I don’t know
if any time is an easy time for a person who is clinically depressed. As one of
those people who has bouts with depression, over the long-haul, I’m in and
out. Not just one day depressed and the next not. It creeps up on me and
engulfs my life for months at a time before gradually loosening its grip and
releasing me. And for someone like me, this is a scary time.
I am
physically struggling with a condition that affects my stamina. It finally has
a name, after many years of referring to it as my mystery disease. That name is
fibromyalgia. Often, I find that my spirit is willing, but my flesh is weak. It’s
important that I function, because people depend upon me, and I manage to do
that, but there are times when I worry that they need more than I have to give.
And it takes everything I’ve got to keep moving. After I spend all my energy on
my work as a pastor, my spare time is devoted to recuperating. As a result, my pastor
life is the only life I have these days, and as much as I love my work, I need
to have a life. My lack of a life is starting to feel oppressive to me.
Then I’ve
got life-sucking stuff going on that any pastor of a mainline church can
probably relate to in 2018. I am surrounded by people who are grieving loss.
And I’m not just talking about the loved ones who grieve at the funerals I’m
doing these days, which is far greater than I have ever experienced in my life.
I’m talking about people who are grieving and don’t even realize it—grieving the
loss of a way of life within an institution that, in the way they have always
known it, is slipping through their fingers. I have faith that new life will arise
from the corpse, but the actual dying part is brutal. It’s hard to stay afloat
above the grief that is constantly sucking me under. Sometimes I feel like I
can’t breathe.
If I’m honest,
I have to mention my getting-old struggles… something I don’t like to talk
about it. As I approach the age my mother was when she died, I keep wondering
how it’s all going to go down for me. Lately, I find myself waking up in the
morning obsessed with some past wrong I have endured or inflicted upon others. Do
I need to do an archeological dig of my life, knowing there are a lot of layers
of sorrow and shame and anger I will be sure to uncover? Ugh. Part of me feels
compelled to go there, and part of me wants to leave the dirt undisturbed and
in place. It’s who I am, and I feel a need to be okay with that, if not for me, then for the people who relate to me. Am I the only older person who feels this way?
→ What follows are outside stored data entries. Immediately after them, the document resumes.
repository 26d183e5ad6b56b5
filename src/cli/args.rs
use clap::error::ErrorKind;
use clap::{CommandFactory, Parser};

use crate::domain::RepoSlug;

/// prbot - finds unformatted Rust files in a GitHub repository and opens a
/// pull request that formats them
#[derive(Debug, Parser)]
#[command(name = "prbot")]
#[command(author, version, about, long_about = None)]
pub struct Cli {
    /// Repository to scan, as OWNER/REPO
    #[arg(value_name = "OWNER/REPO")]
    pub repo: RepoSlug,
}

/// Parse the command line, exiting with usage text on error.
pub fn parse() -> Cli {
    Cli::try_parse().unwrap_or_else(|err| {
        if err.kind() == ErrorKind::ValueValidation {
            let _ = err.print();
            eprintln!("\n{}", Cli::command().render_usage());
            std::process::exit(2);
        }
        err.exit()
    })
}
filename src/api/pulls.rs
use anyhow::Result;

use super::client::ApiClient;
use super::types::{CreatePullRequest, ForkResponse, PullRequestResponse};
use super::NewPullRequest;
use crate::domain::{Fork, RepoSlug};

impl ApiClient {
    /// Fork a repository into the authenticated account
    pub(super) async fn fork(&self, repo: &RepoSlug) -> Result<Fork> {
        let path = format!("repos/{}/{}/forks", repo.owner, repo.repo);
        let response: ForkResponse = self.post_json(&path, &serde_json::json!({})).await?;
        Ok(Fork {
            owner: response.owner.login,
            repo: response.name,
            html_url: response.html_url,
        })
    }

    /// Open a pull request and return its web URL
    pub(super) async fn open_pull_request(
        &self,
        repo: &RepoSlug,
        pr: &NewPullRequest,
    ) -> Result<String> {
        let path = format!("repos/{}/{}/pulls", repo.owner, repo.repo);
        let body = CreatePullRequest {
            title: &pr.title,
            head: &pr.head,
            base: &pr.base,
            body: &pr.body,
        };
        let response: PullRequestResponse = self.post_json(&path, &body).await?;
        Ok(response.html_url)
    }
}
#[cfg(unix)]
fn deliver_signal(child: &mut Child, signal: KillSignal) -> std::io::Result<()> {
    use nix::{
        errno::Errno,
        sys::signal::{kill, Signal},
        unistd::Pid,
    };

    let Some(pid) = child.id() else {
        return Ok(());
    };
    let sig = match signal {
        KillSignal::Term => Signal::SIGTERM,
        KillSignal::Kill => Signal::SIGKILL,
        KillSignal::Interrupt => Signal::SIGINT,
    };
    match kill(Pid::from_raw(pid as i32), sig) {
        // Already gone; the pending wait() reports the exit.
        Ok(()) | Err(Errno::ESRCH) => Ok(()),
        Err(e) => Err(std::io::Error::other(e)),
    }
}

#[cfg(not(unix))]
fn deliver_signal(child: &mut Child, _signal: KillSignal) -> std::io::Result<()> {
    child.start_kill()
}

#[cfg(test)]
mod tests {
    use super::*;

    #[test]
    fn python_script_runs_unbuffered_with_flag_before_script() {
        let spec = ProcessSpec::python_script("/usr/bin/python3", "/b/host.py").args(["--model", "m"]);
        assert_eq!(
            spec.command_args(),
            vec!["-u", "/b/host.py", "--model", "m"]
        );
        assert_eq!(spec.executable(), PathBuf::from("/b/host.py"));
        assert!(spec
            .env
            .iter()
            .any(|(k, v)| k == "PYTHONUNBUFFERED" && v == "1"));
    }

    #[test]
    fn keep_tail_drops_whole_leading_lines() {
        let mut buf = "aaaa\nbbbb\ncccc\n".to_string();
        keep_tail(&mut buf, 12);
        assert_eq!(buf, "bbbb\ncccc\n");

        let mut short = "ok\n".to_string();
        keep_tail(&mut short, 12);
        assert_eq!(short, "ok\n");

        let mut long = "é".repeat(10);
        keep_tail(&mut long, 5);
        assert!(long.len() <= 5);
        assert!(long.chars().all(|c| c == 'é'));
    }

    #[test]
    fn interpreter_flags_can_be_cleared() {
        let spec = ProcessSpec::python_script("sh", "x.sh").program_args(Vec::<String>::new());
        assert_eq!(spec.command_args(), vec!["x.sh"]);
    }
}
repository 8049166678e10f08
fn main() {
    tauri_build::build()
}
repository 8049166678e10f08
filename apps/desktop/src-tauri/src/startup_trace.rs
use std::{fs::OpenOptions, io::Write};

use spark_observability::now_ms;

// Breadcrumbs written before the trace log and store exist, so a crash
// during startup still leaves a trail in `startup_trace.log`.
pub fn mark_best_effort(stage: &str) {
    let Ok(dir) = crate::data_dir::data_dir() else {
        return;
    };
    let _ = std::fs::create_dir_all(&dir);
    let Ok(mut f) = OpenOptions::new()
        .create(true)
        .append(true)
        .open(dir.join("startup_trace.log"))
    else {
        return;
    };
    let _ = writeln!(f, "ts_ms={} stage={stage}", now_ms());
}
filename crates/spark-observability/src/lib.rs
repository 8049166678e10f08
pub mod safe_print;
pub mod trace;

pub use trace::{event, now_ms, Span, TraceError, TraceEvent};
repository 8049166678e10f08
use std::path::PathBuf;

use thiserror::Error;

#[derive(Debug, Error)]
pub enum ProcessError {
    #[error("failed to start {}: {source}", .executable.display())]
    Spawn {
        executable: PathBuf,
        #[source]
        source: std::io::Error,
    },

    /// Non-zero exit. `message` is the exception line when stderr carried a
    /// Python traceback, otherwise the raw stderr text.
    #[error("{message}")]
    Exited {
        message: String,
        exit_code: i32,
        executable: PathBuf,
        args: Vec<String>,
        traceback: Option<String>,
    },

    #[error("stdin is closed")]
    StdinClosed,

    #[error("process io failed: {0}")]
    Io(#[from] std::io::Error),
}

impl ProcessError {
    pub fn code(&self) -> &'static str {
        match self {
            Self::Spawn { .. } => "E_PROC_SPAWN",
            Self::Exited { .. } => "E_PROC_EXIT",
            Self::StdinClosed => "E_PROC_STDIN_CLOSED",
            Self::Io(_) => "E_PROC_IO",
        }
    }

    pub fn exit_code(&self) -> Option<i32> {
        match self {
            Self::Exited { exit_code, .. } => Some(*exit_code),
            _ => None,
        }
    }
}

#[derive(Debug, Clone, PartialEq, Eq)]
pub struct Traceback {
    /// The final `ExceptionType: message` line.
    pub summary: String,
    /// From the `Traceback` header up to and including the summary.
    pub trace: String,
}

/// Finds the last Python traceback in `stderr`. Output logged before the
/// `Traceback` header is ignored.
pub fn parse_traceback(stderr: &str) -> Option<Traceback> {
    let lines: Vec<&str> = stderr
        .lines()
        .map(|l| l.trim_end())
        .filter(|l| !l.trim().is_empty())
        .collect();
    let start = lines.iter().rposition(|l| l.starts_with("Traceback"))?;
    let block = &lines[start..];
    if block.len() < 2 {
        return None;
    }
    let summary = block.last()?.trim().to_string();
    Some(Traceback {
        summary,
        trace: block.join("\n"),
    })
}

/// `traceback` keeps the whole stderr text the message was taken from.
pub(crate) fn exit_error(
    executable: PathBuf,
    args: Vec<String>,
    exit_code: i32,
    stderr: &str,
) -> ProcessError {
    let (message, traceback) = match parse_traceback(stderr) {
        Some(tb) => (tb.summary, Some(stderr.trim_end().to_string())),
        None if !stderr.trim().is_empty() => (stderr.trim().to_string(), None),
        None => (format!("process exited with code {exit_code}"), None),
    };
    ProcessError::Exited {
        message,
        exit_code,
        executable,
        args,
        traceback,
    }
}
I wonder if the joy-filled old people I spend time with are just putting on an
act so that the rest of us can stand to be around them. (Come to think of it,
that may be true for a lot of us, not just old people.)
The greatest
joy in my life is my two grandsons, Nick and Justin. But even that joy is
tinged with sorrow for me. When I watch the preschool children file past me in
the hallways at church, it’s all I can do to keep from weeping. Students everywhere,
including preschoolers, are spending time learning how to avoid being shot when
an intruder with a gun comes into their school. The clock on climate change is
ticking more rapidly every day, while those who could make a significant
difference scoff at science. Fear-of the-other is used as a weapon to bolster
the power of the already-powerful on a global scale. Ignorance, cruelty and
immorality seem to be in fashion. It’s too much. And all I can think about are
my two dear grandsons and all the other children who had the misfortune of
being born into this screwed-up mess-of-a-world.
If you
follow my blog, you may have noticed that I haven’t been writing a lot lately. That’s
because I have suspected that what I have to say right now, no one else wants
to hear. If you’re still reading, you may agree. With the little I have shared
with you, many of you will want to fix me and tell me that everything is going
to be all right. Please don’t. I understand your need to do that, but it doesn’t
help me to hear it.
I will
confess that I’ve always been a glass-half-empty kind of person. But lately the
glass seems to be less than half-empty, and I can’t help but think that anyone
who insists otherwise isn’t paying attention.
If I couldn’t
trust that God is loving and good, and somehow God is at work in the world, usually
through us and sometimes despite us, I don’t know how I could get through these
days. I suspect I’m not alone and I share this with you because, if you find
yourself in a similar place, I want you to know that you’re not alone, either.
There’s not something seriously wrong with you if you are disturbed by the fact
that there’s something seriously wrong.